Weight change rate (%) = (weight after immersion / weight before immersion) × 100

[Examples 1 to 15, Comparative Examples 1 and 2]
Raw materials were mixed in the formulations shown in Table-1 to Table-3, and the resulting mixture was melt-kneaded (cylinder temperature 180 ° C. to 200 ° C.) with a biaxial kneader to produce pellets of a thermoplastic elastomer composition.
MFR was measured using the pellets of the obtained thermoplastic elastomer composition, and the results are shown in Table-1 to Table-3.
Further, the obtained thermoplastic elastomer composition was subjected to a clamping force of 180 t, an electric injection molding machine (manufactured by Sumitomo Heavy Industries, Ltd.), a cylinder temperature of 200 ° C., a mold temperature of 40 ° C., and a length of 120 mm × Injection filling was performed at an injection speed of 30 mm / second into a sheet-shaped mold having a width of 80 mm and a thickness of 2 mm. After completion of filling, the injection molded body was taken out after cooling for 30 seconds. The obtained injection-molded product was evaluated for flexibility and oil resistance, and the results are shown in Table-1 to Table-3.

[Evaluation results]
The following can be said from Table-1 to Table-3.
When Examples 1 to 5 and Examples 9 to 12 and Comparative Examples 1 and 3 having the same duro A hardness are compared in Examples and Comparative Examples, the weight change rate by the oil immersion immersion test is Comparative Example 1, Examples 1-5 and Examples 9-12 are lower than 3. Thereby, it turns out that oil resistance can be improved, maintaining a softness | flexibility by including a component (C).
Also, Examples 6 to 8 and Examples in which the Duro A hardness is lower than those in Examples 1 to 5 and Examples 9 to 12 and Comparative Examples 1 and 3 and the Duro A hardness is equivalent in a more flexible region. Even when Examples 13 to 15 and Comparative Examples 2 and 4 are compared, Examples 6 to 8 and Examples 13 to 15 are lower in weight change rate by the oil-resistant immersion test than Comparative Examples 2 and 4. Thereby, even if Duro A hardness becomes low (even if a softness | flexibility becomes high), it turns out that a fall of oil resistance can be suppressed by including a component (C).
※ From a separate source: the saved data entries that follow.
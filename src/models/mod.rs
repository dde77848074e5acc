pub mod annotation;
pub mod outcome;
pub mod request;
pub mod work_item;

pub use annotation::{AnnotationRecord, Assessment, Subgroup};
pub use outcome::{ErrorKind, ErrorRecord, StoredEntry};
pub use request::AnnotationRequest;
pub use work_item::{WorkGroup, WorkItem};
  The grip or band excellent in oil resistance and flexibility comprising the thermoplastic elastomer composition for grips or bands of the present invention is suitably used for grips or bands of daily necessities, stationery items, sporting goods, various vehicles and the like.

Claims (6)

A thermoplastic elastomer composition for grips or bands, comprising the following component (A), component (B) and component (C).
Component (A): Styrene elastomer and / or its hydrogenated component (B): Softener component for hydrocarbon rubber (C): Strain-cured polypropylene   10 to 70 parts by weight of component (A), 10 to 70 parts by weight of component (B), and 1 to 50 parts by weight of component (C) with respect to 100 parts by weight of the total of components (A) to (C). Item 2. The thermoplastic elastomer composition according to Item 1.   The heat according to claim 1 or 2, wherein the weight ratio of the component (A) to the component (B) [weight of the component (A)]: [weight of the component (B)] is 20:80 to 80:20. Plastic elastomer composition.   A grip comprising the thermoplastic elastomer composition according to any one of claims 1 to 3.   A band comprising the thermoplastic elastomer composition according to any one of claims 1 to 3.   The molded object which has a grip of Claim 4.